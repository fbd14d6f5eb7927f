//! Input event types for the typewitness collector.
//!
//! Events carry timing, a key identifier, and paste lengths - never the
//! composed text or clipboard contents.

use serde::{Deserialize, Serialize};

/// A single keystroke observed during composition.
///
/// `at_ms` is milliseconds since the start of the trace; the host event
/// source is responsible for extracting it from a monotonic clock.
#[derive(Debug, Clone, PartialEq, Eq, Serialize, Deserialize)]
pub struct KeystrokeEvent {
    /// Milliseconds since trace start
    pub at_ms: u64,
    /// Key identifier as reported by the host ("a", "Backspace", "Enter", ...)
    pub key: String,
    /// Whether a control modifier was held
    #[serde(default)]
    pub ctrl_held: bool,
}

impl KeystrokeEvent {
    pub fn new(key: impl Into<String>, ctrl_held: bool, at_ms: u64) -> Self {
        Self {
            at_ms,
            key: key.into(),
            ctrl_held,
        }
    }
}

/// A clipboard-paste action, reduced to the length of the pasted text.
#[derive(Debug, Clone, Copy, PartialEq, Eq, Serialize, Deserialize)]
pub struct PasteEvent {
    /// Milliseconds since trace start
    pub at_ms: u64,
    /// Character length of the pasted text
    pub length: usize,
}

impl PasteEvent {
    pub fn new(length: usize, at_ms: u64) -> Self {
        Self { at_ms, length }
    }
}

/// Unified event type for the collector.
#[derive(Debug, Clone, PartialEq, Eq, Serialize, Deserialize)]
#[serde(tag = "type", rename_all = "snake_case")]
pub enum InputEvent {
    Keystroke(KeystrokeEvent),
    Paste(PasteEvent),
}

impl InputEvent {
    pub fn at_ms(&self) -> u64 {
        match self {
            InputEvent::Keystroke(e) => e.at_ms,
            InputEvent::Paste(e) => e.at_ms,
        }
    }

    pub fn is_keystroke(&self) -> bool {
        matches!(self, InputEvent::Keystroke(_))
    }
}
//! Typewitness - client-side typing provenance heuristic.
//!
//! This library estimates, from keystroke timing and clipboard-paste
//! behavior during text composition, whether the text was likely typed by a
//! human or produced by automated assistance. It is a heuristic signal, not
//! a statistical claim: three fixed-weight rules over timing features, with
//! no model and no defense against deliberate evasion.
//!
//! # Data Handling
//!
//! - **No text content**: pasted text is reduced to its length before it
//!   reaches the session; composed text is never seen at all
//! - **Coarse key data**: key identifiers are folded into edit-key counts
//!   during recording; sessions and reports never carry them
//! - **No hidden state**: each composition context owns its session object;
//!   nothing is shared or persisted implicitly
//!
//! # Architecture
//!
//! ```text
//! ┌─────────────────────────────────────────────────────────────┐
//! │                        Typewitness                          │
//! ├─────────────────────────────────────────────────────────────┤
//! │  ┌─────────────┐   ┌─────────────┐   ┌─────────────┐        │
//! │  │  Collector  │──▶│   Session   │──▶│  Features   │        │
//! │  │  (replay)   │   │ (accumulate)│   │ (on demand) │        │
//! │  └─────────────┘   └─────────────┘   └─────────────┘        │
//! │         │                                    │              │
//! │         ▼                                    ▼              │
//! │  ┌─────────────┐                     ┌─────────────┐        │
//! │  │Transparency │                     │   Score /   │        │
//! │  │    Log      │                     │   Verdict   │        │
//! │  └─────────────┘                     └─────────────┘        │
//! └─────────────────────────────────────────────────────────────┘
//! ```
//!
//! # Example
//!
//! ```
//! use typewitness::config::AnalyzerConfig;
//! use typewitness::core::{classify, TypingSession, Verdict};
//!
//! let config = AnalyzerConfig::default();
//! let mut session = TypingSession::new();
//!
//! // The host adapts its input events into recording calls.
//! session.record_keystroke("a", false, 0);
//! session.record_keystroke("b", false, 450);
//! session.record_paste(120);
//!
//! // Evaluation is pull-based and can run at any point.
//! let verdict = classify(&session, &config);
//! assert_eq!(verdict, Verdict::HumanGenerated);
//! ```

pub mod collector;
pub mod config;
pub mod core;
pub mod transparency;

// Re-export key types at crate root for convenience
pub use collector::{CollectorConfig, CollectorError, InputEvent, ReplayCollector};
pub use config::{AnalyzerConfig, Config, SourceConfig};
pub use core::{
    bot_likelihood_score, classify, compute_features, ReportBuilder, ScoreBreakdown,
    SessionFeatures, TypingSession, Verdict, VerdictReport,
};
pub use transparency::{SharedTransparencyLog, TransparencyLog, TransparencyStats};

/// Library version.
pub const VERSION: &str = env!("CARGO_PKG_VERSION");

/// Data-handling declaration that can be displayed to users.
pub const DATA_HANDLING_DECLARATION: &str = r#"
╔══════════════════════════════════════════════════════════════════╗
║              TYPEWITNESS - DATA HANDLING DECLARATION             ║
╠══════════════════════════════════════════════════════════════════╣
║                                                                  ║
║  This tool estimates typing provenance from behavioral timing.   ║
║                                                                  ║
║  ✓ WHAT WE PROCESS:                                              ║
║    • Delays between keystrokes (timing only)                     ║
║    • Counts of edit keys (Backspace, Enter, Delete, Shift, ^Z)   ║
║    • How many characters each paste delivered (length only)      ║
║                                                                  ║
║  ✗ WHAT WE NEVER RETAIN:                                         ║
║    • The text being composed                                     ║
║    • Clipboard contents                                          ║
║    • Which letter or symbol keys were pressed                    ║
║                                                                  ║
║  All evaluation is local. The verdict is a heuristic estimate,   ║
║  not proof of authorship either way.                             ║
║                                                                  ║
║  You can view processing statistics anytime with:                ║
║    typewitness status                                            ║
║                                                                  ║
╚══════════════════════════════════════════════════════════════════╝
"#;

________________________

Copy every line of the material, please, keeping it exactly the same.

repository fbd14d6f5eb7927f
//! Input event types for the typewitness collector.
//!
//! Events carry timing, a key identifier, and paste lengths - never the
//! composed text or clipboard contents.

use serde::{Deserialize, Serialize};

/// A single keystroke observed during composition.
///
/// `at_ms` is milliseconds since the start of the trace; the host event
/// source is responsible for extracting it from a monotonic clock.
#[derive(Debug, Clone, PartialEq, Eq, Serialize, Deserialize)]
pub struct KeystrokeEvent {
    /// Milliseconds since trace start
    pub at_ms: u64,
    /// Key identifier as reported by the host ("a", "Backspace", "Enter", ...)
    pub key: String,
    /// Whether a control modifier was held
    #[serde(default)]
    pub ctrl_held: bool,
}

impl KeystrokeEvent {
    pub fn new(key: impl Into<String>, ctrl_held: bool, at_ms: u64) -> Self {
        Self {
            at_ms,
            key: key.into(),
            ctrl_held,
        }
    }
}

/// A clipboard-paste action, reduced to the length of the pasted text.
#[derive(Debug, Clone, Copy, PartialEq, Eq, Serialize, Deserialize)]
pub struct PasteEvent {
    /// Milliseconds since trace start
    pub at_ms: u64,
    /// Character length of the pasted text
    pub length: usize,
}

impl PasteEvent {
    pub fn new(length: usize, at_ms: u64) -> Self {
        Self { at_ms, length }
    }
}

/// Unified event type for the collector.
#[derive(Debug, Clone, PartialEq, Eq, Serialize, Deserialize)]
#[serde(tag = "type", rename_all = "snake_case")]
pub enum InputEvent {
    Keystroke(KeystrokeEvent),
    Paste(PasteEvent),
}

impl InputEvent {
    pub fn at_ms(&self) -> u64 {
        match self {
            InputEvent::Keystroke(e) => e.at_ms,
            InputEvent::Paste(e) => e.at_ms,
        }
    }

    pub fn is_keystroke(&self) -> bool {
        matches!(self, InputEvent::Keystroke(_))
    }
}
//! Typewitness - client-side typing provenance heuristic.
//!
//! This library estimates, from keystroke timing and clipboard-paste
//! behavior during text composition, whether the text was likely typed by a
//! human or produced by automated assistance. It is a heuristic signal, not
//! a statistical claim: three fixed-weight rules over timing features, with
//! no model and no defense against deliberate evasion.
//!
//! # Data Handling
//!
//! - **No text content**: pasted text is reduced to its length before it
//!   reaches the session; composed text is never seen at all
//! - **Coarse key data**: key identifiers are folded into edit-key counts
//!   during recording; sessions and reports never carry them
//! - **No hidden state**: each composition context owns its session object;
//!   nothing is shared or persisted implicitly
//!
//! # Architecture
//!
//! ```text
//! ┌─────────────────────────────────────────────────────────────┐
//! │                        Typewitness                          │
//! ├─────────────────────────────────────────────────────────────┤
//! │  ┌─────────────┐   ┌─────────────┐   ┌─────────────┐        │
//! │  │  Collector  │──▶│   Session   │──▶│  Features   │        │
//! │  │  (replay)   │   │ (accumulate)│   │ (on demand) │        │
//! │  └─────────────┘   └─────────────┘   └─────────────┘        │
//! │         │                                    │              │
//! │         ▼                                    ▼              │
//! │  ┌─────────────┐                     ┌─────────────┐        │
//! │  │Transparency │                     │   Score /   │        │
//! │  │    Log      │                     │   Verdict   │        │
//! │  └─────────────┘                     └─────────────┘        │
//! └─────────────────────────────────────────────────────────────┘
//! ```
//!
//! # Example
//!
//! ```
//! use typewitness::config::AnalyzerConfig;
//! use typewitness::core::{classify, TypingSession, Verdict};
//!
//! let config = AnalyzerConfig::default();
//! let mut session = TypingSession::new();
//!
//! // The host adapts its input events into recording calls.
//! session.record_keystroke("a", false, 0);
//! session.record_keystroke("b", false, 450);
//! session.record_paste(120);
//!
//! // Evaluation is pull-based and can run at any point.
//! let verdict = classify(&session, &config);
//! assert_eq!(verdict, Verdict::HumanGenerated);
//! ```

pub mod collector;
pub mod config;
pub mod core;
pub mod transparency;

// Re-export key types at crate root for convenience
pub use collector::{CollectorConfig, CollectorError, InputEvent, ReplayCollector};
pub use config::{AnalyzerConfig, Config, SourceConfig};
pub use core::{
    bot_likelihood_score, classify, compute_features, ReportBuilder, ScoreBreakdown,
    SessionFeatures, TypingSession, Verdict, VerdictReport,
};
pub use transparency::{SharedTransparencyLog, TransparencyLog, TransparencyStats};

/// Library version.
pub const VERSION: &str = env!("CARGO_PKG_VERSION");

/// Data-handling declaration that can be displayed to users.
pub const DATA_HANDLING_DECLARATION: &str = r#"
╔══════════════════════════════════════════════════════════════════╗
║              TYPEWITNESS - DATA HANDLING DECLARATION             ║
╠══════════════════════════════════════════════════════════════════╣
║                                                                  ║
║  This tool estimates typing provenance from behavioral timing.   ║
║                                                                  ║
║  ✓ WHAT WE PROCESS:                                              ║
║    • Delays between keystrokes (timing only)                     ║
║    • Counts of edit keys (Backspace, Enter, Delete, Shift, ^Z)   ║
║    • How many characters each paste delivered (length only)      ║
║                                                                  ║
║  ✗ WHAT WE NEVER RETAIN:                                         ║
║    • The text being composed                                     ║
║    • Clipboard contents                                          ║
║    • Which letter or symbol keys were pressed                    ║
║                                                                  ║
║  All evaluation is local. The verdict is a heuristic estimate,   ║
║  not proof of authorship either way.                             ║
║                                                                  ║
║  You can view processing statistics anytime with:                ║
║    typewitness status                                            ║
║                                                                  ║
╚══════════════════════════════════════════════════════════════════╝
"#;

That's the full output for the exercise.